Why? Producers nationwide have reported a 50 percent decline in farm revenue since 2013, according to the United States Department of Agriculture.
Trump's proposal would cut crop insurance by an estimated $29 billion — 36 percent — and several USDA programs benefitting producers and rural communities by nearly $14 billion. Meanwhile, a cap on the premium subsidy and removal of the widely used harvest price option would further wound farmers already battling back from a few years of reduced revenues.
That's not responsible budgeting; it's downright reckless for major ag states like Nebraska.
Congress, which is ultimately responsible for producing and approving the budget, must stand up for farmers, since the president's actions have once again spoken louder than his words on the campaign trail. Those actions have repeatedly left farmers and ranchers high and dry.
His proposed budget follows threats to exit the North American Free Trade Agreement — which has been a huge boon to help with agricultural exports, particularly helping offset low commodity prices following the ongoing downturn. Industry groups are rightfully worried about the impact of his plan to renegotiate the trade deal with Canada and Mexico, the two largest importers of this state's farm products, which buy billions of dollars of Nebraska products annually.
In winning the presidency, Trump energized agriculture, marshaling farmers, ranchers and industry groups behind his campaign. But his latest reward for them is the specter of more cuts - and how many more gut punches can the already bruised agriculture industry take after four years of declining revenues?
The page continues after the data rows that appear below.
//! Stage side of the control socket.
//!
//! A sandboxed stage is given the socket path at launch. It connects, sends a
//! single request and receives the reply together with any descriptors.

use std::fs::File;
use std::io;
use std::os::fd::OwnedFd;
use std::os::unix::net::UnixStream;
use std::path::{Path, PathBuf};

use serde::de::DeserializeOwned;

use crate::bridge::protocol::{Method, Request, StdioReply};
use crate::bridge::transport::{read_message, write_message};

#[derive(Debug, thiserror::Error)]
pub enum ClientError {
    #[error("failed to connect to {path}: {source}")]
    Connect { path: PathBuf, source: io::Error },
    #[error("control socket: {0}")]
    Io(#[from] io::Error),
    #[error("reply names {role} at index {index} but only {received} descriptors arrived")]
    MissingDescriptor {
        role: &'static str,
        index: usize,
        received: usize,
    },
}

/// The descriptors a stage should install as 0, 1 and 2.
#[derive(Debug)]
pub struct StageStdio {
    pub stdin: File,
    pub stdout: File,
    pub stderr: File,
}

/// One connection to the host. Each connection carries one request.
pub struct StageClient {
    stream: UnixStream,
}

impl StageClient {
    pub fn connect(path: impl AsRef<Path>) -> Result<Self, ClientError> {
        let path = path.as_ref();
        let stream = UnixStream::connect(path).map_err(|source| ClientError::Connect {
            path: path.to_path_buf(),
            source,
        })?;
        Ok(Self { stream })
    }

    /// Send `request`, transferring `fds` along with it.
    pub fn send(&self, request: &Request, fds: Vec<OwnedFd>) -> Result<(), ClientError> {
        write_message(&self.stream, request, fds)?;
        Ok(())
    }

    /// Wait for the reply. Fails with `UnexpectedEof` if the host dropped the
    /// request without answering.
    pub fn receive<T: DeserializeOwned>(&self) -> Result<(T, Vec<OwnedFd>), ClientError> {
        Ok(read_message(&self.stream)?)
    }

    /// Request and unpack the stage's stdio descriptors.
    pub fn setup_stdio(self) -> Result<StageStdio, ClientError> {
        self.send(&Request::from(Method::SetupStdio), Vec::new())?;
        let (reply, fds): (StdioReply, _) = self.receive()?;

        let received = fds.len();
        let mut slots: Vec<Option<OwnedFd>> = fds.into_iter().map(Some).collect();
        let mut take = |role: &'static str, index: usize| -> Result<File, ClientError> {
            match slots.get_mut(index).and_then(Option::take) {
                Some(fd) => Ok(File::from(fd)),
                None => Err(ClientError::MissingDescriptor {
                    role,
                    index,
                    received,
                }),
            }
        };

        Ok(StageStdio {
            stdin: take("stdin", reply.stdin)?,
            stdout: take("stdout", reply.stdout)?,
            stderr: take("stderr", reply.stderr)?,
        })
    }
}

/// Connect to `path` and fetch stdio in one call.
pub fn setup_stdio(path: impl AsRef<Path>) -> Result<StageStdio, ClientError> {
    StageClient::connect(path)?.setup_stdio()
}

#[cfg(test)]
mod tests {
    use super::*;
    use crate::broker::DescriptorBroker;
    use serde_json::json;
    use std::io::{Read, Write};
    use std::thread::JoinHandle;

    fn serve_once(reply: StdioReply, fds: Vec<OwnedFd>) -> (StageClient, JoinHandle<Request>) {
        let (host, stage) = UnixStream::pair().unwrap();
        let handle = std::thread::spawn(move || {
            let (req, _): (Request, _) = read_message(&host).unwrap();
            write_message(&host, reply, fds).unwrap();
            req
        });
        (StageClient { stream: stage }, handle)
    }

    #[test]
    fn setup_stdio_maps_roles_to_descriptors() {
        let input_fd = DescriptorBroker::new(json!({})).prepare_input().unwrap();
        let (read, write) = nix::unistd::pipe().unwrap();
        let write2 = write.try_clone().unwrap();

        let (client, host) = serve_once(StdioReply::standard(), vec![input_fd, write, write2]);
        let mut stdio = client.setup_stdio().unwrap();
        assert_eq!(host.join().unwrap().method, "setup-stdio");

        let mut text = String::new();
        stdio.stdin.read_to_string(&mut text).unwrap();
        assert_eq!(text, "{}");

        stdio.stdout.write_all(b"a").unwrap();
        stdio.stderr.write_all(b"b").unwrap();
        drop(stdio);

        let mut out = String::new();
        File::from(read).read_to_string(&mut out).unwrap();
        assert_eq!(out, "ab");
    }

    #[test]
    fn missing_descriptor_is_reported() {
        let fd = OwnedFd::from(tempfile::tempfile().unwrap());
        let (client, host) = serve_once(StdioReply::standard(), vec![fd]);

        let err = client.setup_stdio().unwrap_err();
        host.join().unwrap();
        assert!(matches!(
            err,
            ClientError::MissingDescriptor {
                role: "stdout",
                index: 1,
                received: 1
            }
        ));
    }

    #[test]
    fn connect_to_missing_socket_fails() {
        let dir = tempfile::tempdir().unwrap();
        let err = StageClient::connect(dir.path().join("nope.sock"))
            .err()
            .unwrap();
        assert!(matches!(err, ClientError::Connect { .. }));
    }
}
// src/view.rs

//! Read-only snapshot types returned by the manager's query operations and
//! delivered to watchers.

use crate::pchannel::{PChannelAssigned, PChannelMeta};
use crate::replication::ReplicateConfiguration;
use std::collections::HashMap;

/// Every known channel plus the local epoch at the moment the snapshot was
/// taken.
#[derive(Debug, Clone, PartialEq)]
pub struct ClusterView {
    pub channels: HashMap<String, PChannelMeta>,
    pub epoch: u64,
}

/// The snapshot delivered to [`crate::watch`] subscribers and returned by
/// `getLatestChannelAssignment`: a `ClusterView` plus the replication
/// configuration in effect.
#[derive(Debug, Clone, PartialEq)]
pub struct AssignmentSnapshot {
    pub view: ClusterView,
    pub replicate_configuration: ReplicateConfiguration,
}

/// The result of `getClusterChannels`: the control-channel marker plus the
/// (possibly replication-filtered) list of channel assignments.
#[derive(Debug, Clone, PartialEq)]
pub struct ClusterChannelsView {
    pub control_channel: Option<String>,
    pub channels: Vec<PChannelAssigned>,
}
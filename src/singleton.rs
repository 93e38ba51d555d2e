// src/singleton.rs

//! Process-global, one-shot exposure of the [`ChannelManager`].
//!
//! The manager is registered exactly once, at recovery; callers that ask for
//! it before registration block until it exists. This mirrors the
//! `Notify`-style one-shot signaling used elsewhere in this codebase for
//! single-fire readiness handoffs, rather than replicating the channel
//! registry itself.

use crate::error::{CoordinatorError, Result};
use crate::manager::ChannelManager;
use once_cell::sync::Lazy;
use parking_lot::Mutex;
use std::sync::Arc;
use tokio::sync::Notify;

struct Registry {
    manager: Mutex<Option<Arc<ChannelManager>>>,
    notify: Notify,
}

static REGISTRY: Lazy<Registry> = Lazy::new(|| Registry {
    manager: Mutex::new(None),
    notify: Notify::new(),
});

/// Registers the process-wide manager. Fails if a manager is already
/// registered: recovery happens exactly once per process.
pub fn register(manager: Arc<ChannelManager>) -> Result<()> {
    let mut slot = REGISTRY.manager.lock();
    if slot.is_some() {
        return Err(CoordinatorError::AlreadyRegistered);
    }
    *slot = Some(manager);
    drop(slot);
    REGISTRY.notify.notify_waiters();
    Ok(())
}

/// Returns the process-wide manager, blocking until [`register`] has been
/// called.
pub async fn get() -> Arc<ChannelManager> {
    loop {
        let notified = REGISTRY.notify.notified();
        if let Some(manager) = REGISTRY.manager.lock().clone() {
            return manager;
        }
        notified.await;
    }
}

/// Returns the process-wide manager if already registered, without waiting.
pub fn try_get() -> Option<Arc<ChannelManager>> {
    REGISTRY.manager.lock().clone()
}

#[cfg(test)]
pub(crate) fn reset_for_test() {
    *REGISTRY.manager.lock() = None;
}
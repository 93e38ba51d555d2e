// src/pchannel/meta.rs

//! `PChannelMeta`: the value object for one physical channel, and its
//! copy-for-write transitions.
//!
//! `PChannelMeta` is logically immutable. Callers (in practice, only
//! [`crate::manager::ChannelManager`]) obtain an owned clone, apply one of
//! the transitions below, persist the clone, and only then replace the
//! registry's copy. This is the same clone-mutate-commit shape used
//! elsewhere in this codebase for cluster node state.

use serde::{Deserialize, Serialize};
use strum_macros::Display;

/// A worker node identity. `0` means "no node" in an uninitialized channel.
#[derive(Debug, Clone, Copy, PartialEq, Eq, Hash, Serialize, Deserialize, Default)]
pub struct NodeId(pub i64);

impl NodeId {
    pub const NONE: NodeId = NodeId(0);

    pub fn is_none(&self) -> bool {
        self.0 == 0
    }
}

/// Whether a channel currently accepts writes or is read-only.
#[derive(Debug, Clone, Copy, PartialEq, Eq, Hash, Serialize, Deserialize, Display)]
#[serde(rename_all = "UPPERCASE")]
#[strum(serialize_all = "UPPERCASE")]
pub enum AccessMode {
    Rw,
    Ro,
}

/// The lifecycle state of a PChannel. See [`PChannelMeta`] for the transition
/// diagram.
#[derive(Debug, Clone, Copy, PartialEq, Eq, Hash, Serialize, Deserialize, Display)]
#[serde(rename_all = "UPPERCASE")]
#[strum(serialize_all = "UPPERCASE")]
pub enum ChannelState {
    Uninitialized,
    Assigning,
    Assigned,
    Unavailable,
}

/// A single `{term, node}` entry retained in a channel's assignment history
/// until superseded by `assign_to_server_done`.
#[derive(Debug, Clone, Copy, PartialEq, Eq, Serialize, Deserialize)]
pub struct AssignHistoryEntry {
    pub term: i64,
    pub node: NodeId,
}

/// The unit exposed to watchers and persisted by the catalog: the current
/// assignment of one channel, stripped of history.
#[derive(Debug, Clone, PartialEq, Eq, Serialize, Deserialize)]
pub struct PChannelAssigned {
    pub name: String,
    pub term: i64,
    pub access_mode: AccessMode,
    pub node: NodeId,
}

/// One physical channel and all manager-owned metadata about it.
#[derive(Debug, Clone, PartialEq, Serialize, Deserialize)]
pub struct PChannelMeta {
    pub name: String,
    pub term: i64,
    pub node: NodeId,
    pub state: ChannelState,
    pub access_mode: AccessMode,
    pub assign_histories: Vec<AssignHistoryEntry>,
    /// Derived from the replication configuration; see
    /// [`crate::replication::available_in_replication`].
    pub available_in_replication: bool,
}

impl PChannelMeta {
    /// Creates a brand-new, never-assigned channel. `access_mode` follows
    /// the conditional default: RO if streaming has never been enabled on
    /// this cluster, RW otherwise. `available_in_replication` should be
    /// computed by the
    /// caller via [`crate::replication::available_in_replication`] before
    /// the channel is inserted into the registry.
    pub fn new(name: impl Into<String>, access_mode: AccessMode) -> Self {
        Self {
            name: name.into(),
            term: 1,
            node: NodeId::NONE,
            state: ChannelState::Uninitialized,
            access_mode,
            assign_histories: Vec::new(),
            available_in_replication: true,
        }
    }

    pub fn is_assigned(&self) -> bool {
        self.state == ChannelState::Assigned
    }

    /// A snapshot of the channel's current assignment.
    pub fn current_assignment(&self) -> PChannelAssigned {
        PChannelAssigned {
            name: self.name.clone(),
            term: self.term,
            access_mode: self.access_mode,
            node: self.node,
        }
    }

    /// Attempts to assign this channel to `node` under `access_mode`.
    ///
    /// Returns `false` (no-op) iff the channel is already `Assigned` to this
    /// exact `node`, the "same-node reassignment is a no-op" rule. Any
    /// other transition (including from `Uninitialized` or `Unavailable`, or
    /// to a *different* node while `Assigned`) increments `term` by exactly
    /// one and moves to `Assigning`. Reassigning to a node already present
    /// in history is allowed and appends a second identical entry. This
    /// mirrors the source system's behavior and is preserved deliberately.
    pub fn try_assign_to_server_id(&mut self, access_mode: AccessMode, node: NodeId) -> bool {
        if self.node == node && self.state == ChannelState::Assigned {
            return false;
        }
        if self.state == ChannelState::Assigned {
            self.assign_histories.push(AssignHistoryEntry {
                term: self.term,
                node: self.node,
            });
        }
        self.node = node;
        self.access_mode = access_mode;
        self.term += 1;
        self.state = ChannelState::Assigning;
        true
    }

    /// Confirms an in-flight assignment. Clears every history entry whose
    /// term is strictly less than the current term (invariant 3: no history
    /// entry may carry the current term).
    pub fn assign_to_server_done(&mut self) {
        self.state = ChannelState::Assigned;
        let current_term = self.term;
        self.assign_histories.retain(|e| e.term >= current_term);
    }

    /// Marks the channel unavailable if `term` is not stale. A `term` older
    /// than the channel's current term is a silent no-op; `term ==
    /// current_term` or newer both transition.
    pub fn mark_as_unavailable(&mut self, term: i64) {
        if term < self.term {
            return;
        }
        self.state = ChannelState::Unavailable;
    }
}

#[cfg(test)]
mod tests {
    use super::*;

    fn fresh() -> PChannelMeta {
        PChannelMeta::new("ch-1", AccessMode::Rw)
    }

    #[test]
    fn assign_from_uninitialized_bumps_term_and_moves_to_assigning() {
        let mut ch = fresh();
        assert!(ch.try_assign_to_server_id(AccessMode::Rw, NodeId(1)));
        assert_eq!(ch.term, 2);
        assert_eq!(ch.state, ChannelState::Assigning);
        assert_eq!(ch.node, NodeId(1));
        assert!(ch.assign_histories.is_empty());
    }

    #[test]
    fn reassign_to_same_node_while_assigned_is_noop() {
        let mut ch = fresh();
        ch.try_assign_to_server_id(AccessMode::Rw, NodeId(1));
        ch.assign_to_server_done();
        let term_before = ch.term;
        assert!(!ch.try_assign_to_server_id(AccessMode::Rw, NodeId(1)));
        assert_eq!(ch.term, term_before);
        assert_eq!(ch.state, ChannelState::Assigned);
    }

    #[test]
    fn reassign_to_different_node_pushes_history_and_bumps_term() {
        let mut ch = fresh();
        ch.try_assign_to_server_id(AccessMode::Rw, NodeId(1));
        ch.assign_to_server_done();
        assert!(ch.try_assign_to_server_id(AccessMode::Rw, NodeId(2)));
        assert_eq!(ch.term, 3);
        assert_eq!(ch.node, NodeId(2));
        assert_eq!(ch.state, ChannelState::Assigning);
        assert_eq!(
            ch.assign_histories,
            vec![AssignHistoryEntry {
                term: 2,
                node: NodeId(1)
            }]
        );
    }

    #[test]
    fn repeated_reassignment_to_known_node_duplicates_history_entry() {
        let mut ch = fresh();
        ch.try_assign_to_server_id(AccessMode::Rw, NodeId(1));
        ch.assign_to_server_done();
        ch.try_assign_to_server_id(AccessMode::Rw, NodeId(2));
        ch.assign_to_server_done();
        ch.try_assign_to_server_id(AccessMode::Rw, NodeId(1));
        assert_eq!(
            ch.assign_histories,
            vec![
                AssignHistoryEntry {
                    term: 2,
                    node: NodeId(1)
                },
                AssignHistoryEntry {
                    term: 3,
                    node: NodeId(2)
                },
            ]
        );
    }

    #[test]
    fn assign_done_clears_stale_history_only() {
        let mut ch = fresh();
        ch.try_assign_to_server_id(AccessMode::Rw, NodeId(1));
        ch.assign_to_server_done();
        ch.try_assign_to_server_id(AccessMode::Rw, NodeId(2));
        assert_eq!(ch.assign_histories.len(), 1);
        ch.assign_to_server_done();
        assert!(
            ch.assign_histories
                .iter()
                .all(|e| e.term != ch.term)
        );
    }

    #[test]
    fn mark_unavailable_ignores_stale_term() {
        let mut ch = fresh();
        ch.try_assign_to_server_id(AccessMode::Rw, NodeId(1));
        ch.assign_to_server_done();
        let term = ch.term;
        ch.mark_as_unavailable(term - 1);
        assert_eq!(ch.state, ChannelState::Assigned);
        ch.mark_as_unavailable(term);
        assert_eq!(ch.state, ChannelState::Unavailable);
    }

    #[test]
    fn reassignment_resumes_from_unavailable() {
        let mut ch = fresh();
        ch.try_assign_to_server_id(AccessMode::Rw, NodeId(1));
        ch.assign_to_server_done();
        ch.mark_as_unavailable(ch.term);
        assert!(ch.try_assign_to_server_id(AccessMode::Rw, NodeId(3)));
        assert_eq!(ch.state, ChannelState::Assigning);
    }
}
Trump promised the moon, but he's instead delivered only another dark cloud over the Cornhusker State's fields and pastures. The lion's share of Nebraska's farmers and ranchers supported the president; however, his choices indicate he doesn't seem interested at all in supporting them or their livelihoods.
Kearney Hub, May 16,2017
Hitchhikers could ruin our streams, power plants
Over the years we've offered a lot of advice in the Hub Opinion column. Read to your children. Be a good sport. Eat a healthy diet. Support main street. Enjoy the fall colors.
Unfortunately, the day finally has arrived when it's necessary to share advice about a problem that for years has plagued other lakes and streams in the United States, but pretty much has spared Nebraska's waters.
We're talking about the curse of zebra mussels. They look like snails or clams, and even though they're only about the size of a finger nail, they can be very destructive. They can foul boat propellers and hulls, and worse, impact lakes and rivers. The mussels are known to clog intakes of electrical generating plants, which rely on water to cool turbines and nuclear devices.
Zebra mussels are beginning to show up in our lakes and streams. The tiny invaders can become lodged on boats used in other states. When the boats arrive in Nebraska, they could be carrying living zebra mussels on their hulls or trailers.
Zebra mussels multiply so quickly they can rapidly coat dock pilings, ruin fisheries and impede flow into municipal water systems or power plants.
According to Nebraska Public Power District, zebra mussels have caused millions of dollars in damage, and now they're starting to become a nuisance in lakes and rivers in and around Nebraska.
Boaters can help slow or stop the spread.
"Zebra mussels spread by attaching to a boat and hitching a ride to the next body of water. Their microscopic larvae can survive in water left in a boat, live well, or bait bucket," said NPPD Environmental Manager Joe Citta.
The Nebraska Invasive Species Program shares these recommendations:
- Clean your boat and trailer to remove all visible plants, animals, fish and mud. Power washing is a good option.
- Drain water from the bilge, motor, live wells, ballast tanks and any equipment that holds water. A cup of diluted bleach will kill zebra mussels.
- Completely dry your boat, trailer and all equipment before relaunching.